Assignment: Restate each entry shown beneath this instruction, keeping its wording intact.

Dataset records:
//! Input resolution.
//!
//! Turns the inputs given on the command line into one ordered list of
//! [`Entry`] values:
//!
//! - a file path is packaged under its base name
//! - a directory is walked, each file packaged under its path relative to
//!   the directory
//! - `dest=src` packages `src` under `dest` verbatim
//! - a mapping file contributes one entry per line

use std::collections::HashMap;
use std::ffi::OsString;
use std::io;
use std::path::{Path, PathBuf};

use tokio::{fs, task};
use tracing::debug;
use walkdir::WalkDir;

use crate::encode::CONTENT_TYPES_PART;
use crate::error::{AppxError, Result};
use crate::manifest::BLOCK_MAP_PART;
use crate::mapping::read_mapping_file;
use crate::sign::SIGNATURE_PART;

/// Archive paths the packager writes itself
pub const RESERVED_ARCHIVE_PATHS: &[&str] = &[CONTENT_TYPES_PART, BLOCK_MAP_PART, SIGNATURE_PART];

/// One file to package.
#[derive(Debug, Clone, PartialEq, Eq)]
pub struct Entry {
    /// `/`-separated path inside the package, unescaped
    pub archive_path: String,
    /// File to read the content from
    pub source: PathBuf,
}

/// How one input was specified.
#[derive(Debug, Clone, PartialEq, Eq)]
pub enum InputSpec {
    /// A file or directory; the archive path is inferred
    Path(PathBuf),
    /// An explicit `dest=src` pair
    Mapped {
        archive_path: String,
        source: PathBuf,
    },
    /// A mapping file, `-` for standard input
    MappingFile(PathBuf),
}

impl InputSpec {
    /// Interpret a positional argument. Anything containing `=` is split
    /// at the first `=` into `dest=src`.
    pub fn from_arg(arg: &str) -> Self {
        match arg.split_once('=') {
            Some((archive_path, source)) => InputSpec::Mapped {
                archive_path: archive_path.to_string(),
                source: PathBuf::from(source),
            },
            None => InputSpec::Path(PathBuf::from(arg)),
        }
    }
}

/// Check that `archive_path` names a file inside the package.
pub fn validate_archive_path(archive_path: &str) -> Result<()> {
    let bad_segment = archive_path
        .split('/')
        .any(|segment| segment.is_empty() || segment == "." || segment == "..");
    // Tab, line feed and carriage return survive as character references;
    // other C0 controls cannot appear in XML at all
    let bad_control = archive_path
        .chars()
        .any(|c| c < '\u{20}' && !matches!(c, '\t' | '\n' | '\r'));
    if bad_segment || bad_control {
        return Err(AppxError::InvalidArchivePath(archive_path.to_string()));
    }
    if RESERVED_ARCHIVE_PATHS.contains(&archive_path) {
        return Err(AppxError::ReservedArchivePath(archive_path.to_string()));
    }
    Ok(())
}

/// Paths that must never end up inside the package (the output file).
#[derive(Debug, Default, Clone)]
pub struct Exclusions {
    paths: Vec<(OsString, PathBuf)>,
}

impl Exclusions {
    /// Exclude `path`, which does not need to exist yet.
    pub fn add(&mut self, path: &Path) {
        let Some(name) = path.file_name() else {
            return;
        };
        let parent = match path.parent() {
            Some(parent) if !parent.as_os_str().is_empty() => parent,
            _ => Path::new("."),
        };
        // Without a resolvable parent nothing inside a walk can match it
        if let Ok(parent) = std::fs::canonicalize(parent) {
            self.paths.push((name.to_os_string(), parent.join(name)));
        }
    }

    fn contains(&self, candidate: &Path) -> bool {
        let Some(name) = candidate.file_name() else {
            return false;
        };
        if !self.paths.iter().any(|(n, _)| n == name) {
            return false;
        }
        let Some(parent) = candidate.parent() else {
            return false;
        };
        match std::fs::canonicalize(parent) {
            Ok(parent) => {
                let candidate = parent.join(name);
                self.paths.iter().any(|(_, p)| *p == candidate)
            }
            Err(_) => false,
        }
    }
}

/// Collects entries, rejecting duplicate archive paths.
struct EntryList {
    entries: Vec<Entry>,
    index: HashMap<String, usize>,
}

impl EntryList {
    fn new() -> Self {
        Self {
            entries: Vec::new(),
            index: HashMap::new(),
        }
    }

    fn push(&mut self, archive_path: String, source: PathBuf) -> Result<()> {
        validate_archive_path(&archive_path)?;
        if let Some(&i) = self.index.get(&archive_path) {
            return Err(AppxError::DuplicateArchivePath {
                archive_path,
                first: self.entries[i].source.clone(),
                second: source,
            });
        }
        debug!(archive_path = %archive_path, source = %source.display(), "resolved input");
        self.index.insert(archive_path.clone(), self.entries.len());
        self.entries.push(Entry {
            archive_path,
            source,
        });
        Ok(())
    }
}

fn utf8_name(name: OsString) -> Result<String> {
    name.into_string()
        .map_err(|name| AppxError::InvalidArchivePath(name.to_string_lossy().into_owned()))
}

/// Walk `root` depth-first in file name order, returning every file under
/// its `/`-joined path relative to `root`.
///
/// Symlinked directories are not followed. A symlink to a file is returned
/// like a regular file.
fn walk_directory(root: &Path, exclusions: &Exclusions) -> Result<Vec<(String, PathBuf)>> {
    let mut found = Vec::new();
    let walker = WalkDir::new(root)
        .min_depth(1)
        .follow_links(false)
        .sort_by_file_name();

    for entry in walker {
        let entry = entry.map_err(|e| {
            let path = e.path().unwrap_or(root).to_path_buf();
            AppxError::input(path, io::Error::from(e))
        })?;
        let file_type = entry.file_type();
        if file_type.is_dir() {
            continue;
        }
        if file_type.is_symlink()
            && std::fs::metadata(entry.path()).is_ok_and(|target| target.is_dir())
        {
            debug!(path = %entry.path().display(), "skipping symlink to directory");
            continue;
        }
        if exclusions.contains(entry.path()) {
            debug!(path = %entry.path().display(), "skipping output file");
            continue;
        }

        let relative = entry
            .path()
            .strip_prefix(root)
            .map_err(|_| AppxError::InvalidArchivePath(entry.path().display().to_string()))?;
        let archive_path = relative
            .components()
            .map(|c| utf8_name(c.as_os_str().to_os_string()))
            .collect::<Result<Vec<_>>>()?
            .join("/");
        found.push((archive_path, entry.into_path()));
    }

    Ok(found)
}

/// Resolve `specs` into entries, in the order given.
///
/// Mapping files cannot be combined with other inputs. Files matching
/// `exclusions` are skipped during directory walks. Duplicate archive paths
/// are an error.
pub async fn resolve(specs: &[InputSpec], exclusions: &Exclusions) -> Result<Vec<Entry>> {
    let has_mapping_file = specs.iter().any(|s| matches!(s, InputSpec::MappingFile(_)));
    if has_mapping_file && specs.len() > 1 {
        return Err(AppxError::MixedInputs);
    }

    let mut list = EntryList::new();
    for spec in specs {
        match spec {
            InputSpec::Path(path) => {
                let metadata = fs::metadata(path)
                    .await
                    .map_err(|e| AppxError::input(path, e))?;
                if metadata.is_dir() {
                    let root = path.clone();
                    let exclusions = exclusions.clone();
                    let found =
                        task::spawn_blocking(move || walk_directory(&root, &exclusions))
                            .await
                            .map_err(io::Error::other)??;
                    for (archive_path, source) in found {
                        list.push(archive_path, source)?;
                    }
                } else {
                    let name = path
                        .file_name()
                        .ok_or_else(|| AppxError::InvalidArchivePath(path.display().to_string()))?;
                    list.push(utf8_name(name.to_os_string())?, path.clone())?;
                }
            }
            InputSpec::Mapped {
                archive_path,
                source,
            } => list.push(archive_path.clone(), source.clone())?,
            InputSpec::MappingFile(path) => {
                for entry in read_mapping_file(path).await? {
                    list.push(entry.archive_path, entry.source)?;
                }
            }
        }
    }

    if list.entries.is_empty() {
        return Err(AppxError::NoInputs);
    }
    Ok(list.entries)
}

Exercise response:
//! Input resolution.
//!
//! Turns the inputs given on the command line into one ordered list of
//! [`Entry`] values:
//!
//! - a file path is packaged under its base name
//! - a directory is walked, each file packaged under its path relative to
//!   the directory
//! - `dest=src` packages `src` under `dest` verbatim
//! - a mapping file contributes one entry per line

use std::collections::HashMap;
use std::ffi::OsString;
use std::io;
use std::path::{Path, PathBuf};

use tokio::{fs, task};
use tracing::debug;
use walkdir::WalkDir;

use crate::encode::CONTENT_TYPES_PART;
use crate::error::{AppxError, Result};
use crate::manifest::BLOCK_MAP_PART;
use crate::mapping::read_mapping_file;
use crate::sign::SIGNATURE_PART;

/// Archive paths the packager writes itself
pub const RESERVED_ARCHIVE_PATHS: &[&str] = &[CONTENT_TYPES_PART, BLOCK_MAP_PART, SIGNATURE_PART];

/// One file to package.
#[derive(Debug, Clone, PartialEq, Eq)]
pub struct Entry {
    /// `/`-separated path inside the package, unescaped
    pub archive_path: String,
    /// File to read the content from
    pub source: PathBuf,
}

/// How one input was specified.
#[derive(Debug, Clone, PartialEq, Eq)]
pub enum InputSpec {
    /// A file or directory; the archive path is inferred
    Path(PathBuf),
    /// An explicit `dest=src` pair
    Mapped {
        archive_path: String,
        source: PathBuf,
    },
    /// A mapping file, `-` for standard input
    MappingFile(PathBuf),
}

impl InputSpec {
    /// Interpret a positional argument. Anything containing `=` is split
    /// at the first `=` into `dest=src`.
    pub fn from_arg(arg: &str) -> Self {
        match arg.split_once('=') {
            Some((archive_path, source)) => InputSpec::Mapped {
                archive_path: archive_path.to_string(),
                source: PathBuf::from(source),
            },
            None => InputSpec::Path(PathBuf::from(arg)),
        }
    }
}

/// Check that `archive_path` names a file inside the package.
pub fn validate_archive_path(archive_path: &str) -> Result<()> {
    let bad_segment = archive_path
        .split('/')
        .any(|segment| segment.is_empty() || segment == "." || segment == "..");
    // Tab, line feed and carriage return survive as character references;
    // other C0 controls cannot appear in XML at all
    let bad_control = archive_path
        .chars()
        .any(|c| c < '\u{20}' && !matches!(c, '\t' | '\n' | '\r'));
    if bad_segment || bad_control {
        return Err(AppxError::InvalidArchivePath(archive_path.to_string()));
    }
    if RESERVED_ARCHIVE_PATHS.contains(&archive_path) {
        return Err(AppxError::ReservedArchivePath(archive_path.to_string()));
    }
    Ok(())
}

/// Paths that must never end up inside the package (the output file).
#[derive(Debug, Default, Clone)]
pub struct Exclusions {
    paths: Vec<(OsString, PathBuf)>,
}

impl Exclusions {
    /// Exclude `path`, which does not need to exist yet.
    pub fn add(&mut self, path: &Path) {
        let Some(name) = path.file_name() else {
            return;
        };
        let parent = match path.parent() {
            Some(parent) if !parent.as_os_str().is_empty() => parent,
            _ => Path::new("."),
        };
        // Without a resolvable parent nothing inside a walk can match it
        if let Ok(parent) = std::fs::canonicalize(parent) {
            self.paths.push((name.to_os_string(), parent.join(name)));
        }
    }

    fn contains(&self, candidate: &Path) -> bool {
        let Some(name) = candidate.file_name() else {
            return false;
        };
        if !self.paths.iter().any(|(n, _)| n == name) {
            return false;
        }
        let Some(parent) = candidate.parent() else {
            return false;
        };
        match std::fs::canonicalize(parent) {
            Ok(parent) => {
                let candidate = parent.join(name);
                self.paths.iter().any(|(_, p)| *p == candidate)
            }
            Err(_) => false,
        }
    }
}

/// Collects entries, rejecting duplicate archive paths.
struct EntryList {
    entries: Vec<Entry>,
    index: HashMap<String, usize>,
}

impl EntryList {
    fn new() -> Self {
        Self {
            entries: Vec::new(),
            index: HashMap::new(),
        }
    }

    fn push(&mut self, archive_path: String, source: PathBuf) -> Result<()> {
        validate_archive_path(&archive_path)?;
        if let Some(&i) = self.index.get(&archive_path) {
            return Err(AppxError::DuplicateArchivePath {
                archive_path,
                first: self.entries[i].source.clone(),
                second: source,
            });
        }
        debug!(archive_path = %archive_path, source = %source.display(), "resolved input");
        self.index.insert(archive_path.clone(), self.entries.len());
        self.entries.push(Entry {
            archive_path,
            source,
        });
        Ok(())
    }
}

fn utf8_name(name: OsString) -> Result<String> {
    name.into_string()
        .map_err(|name| AppxError::InvalidArchivePath(name.to_string_lossy().into_owned()))
}

/// Walk `root` depth-first in file name order, returning every file under
/// its `/`-joined path relative to `root`.
///
/// Symlinked directories are not followed. A symlink to a file is returned
/// like a regular file.
fn walk_directory(root: &Path, exclusions: &Exclusions) -> Result<Vec<(String, PathBuf)>> {
    let mut found = Vec::new();
    let walker = WalkDir::new(root)
        .min_depth(1)
        .follow_links(false)
        .sort_by_file_name();

    for entry in walker {
        let entry = entry.map_err(|e| {
            let path = e.path().unwrap_or(root).to_path_buf();
            AppxError::input(path, io::Error::from(e))
        })?;
        let file_type = entry.file_type();
        if file_type.is_dir() {
            continue;
        }
        if file_type.is_symlink()
            && std::fs::metadata(entry.path()).is_ok_and(|target| target.is_dir())
        {
            debug!(path = %entry.path().display(), "skipping symlink to directory");
            continue;
        }
        if exclusions.contains(entry.path()) {
            debug!(path = %entry.path().display(), "skipping output file");
            continue;
        }

        let relative = entry
            .path()
            .strip_prefix(root)
            .map_err(|_| AppxError::InvalidArchivePath(entry.path().display().to_string()))?;
        let archive_path = relative
            .components()
            .map(|c| utf8_name(c.as_os_str().to_os_string()))
            .collect::<Result<Vec<_>>>()?
            .join("/");
        found.push((archive_path, entry.into_path()));
    }

    Ok(found)
}

/// Resolve `specs` into entries, in the order given.
///
/// Mapping files cannot be combined with other inputs. Files matching
/// `exclusions` are skipped during directory walks. Duplicate archive paths
/// are an error.
pub async fn resolve(specs: &[InputSpec], exclusions: &Exclusions) -> Result<Vec<Entry>> {
    let has_mapping_file = specs.iter().any(|s| matches!(s, InputSpec::MappingFile(_)));
    if has_mapping_file && specs.len() > 1 {
        return Err(AppxError::MixedInputs);
    }

    let mut list = EntryList::new();
    for spec in specs {
        match spec {
            InputSpec::Path(path) => {
                let metadata = fs::metadata(path)
                    .await
                    .map_err(|e| AppxError::input(path, e))?;
                if metadata.is_dir() {
                    let root = path.clone();
                    let exclusions = exclusions.clone();
                    let found =
                        task::spawn_blocking(move || walk_directory(&root, &exclusions))
                            .await
                            .map_err(io::Error::other)??;
                    for (archive_path, source) in found {
                        list.push(archive_path, source)?;
                    }
                } else {
                    let name = path
                        .file_name()
                        .ok_or_else(|| AppxError::InvalidArchivePath(path.display().to_string()))?;
                    list.push(utf8_name(name.to_os_string())?, path.clone())?;
                }
            }
            InputSpec::Mapped {
                archive_path,
                source,
            } => list.push(archive_path.clone(), source.clone())?,
            InputSpec::MappingFile(path) => {
                for entry in read_mapping_file(path).await? {
                    list.push(entry.archive_path, entry.source)?;
                }
            }
        }
    }

    if list.entries.is_empty() {
        return Err(AppxError::NoInputs);
    }
    Ok(list.entries)
}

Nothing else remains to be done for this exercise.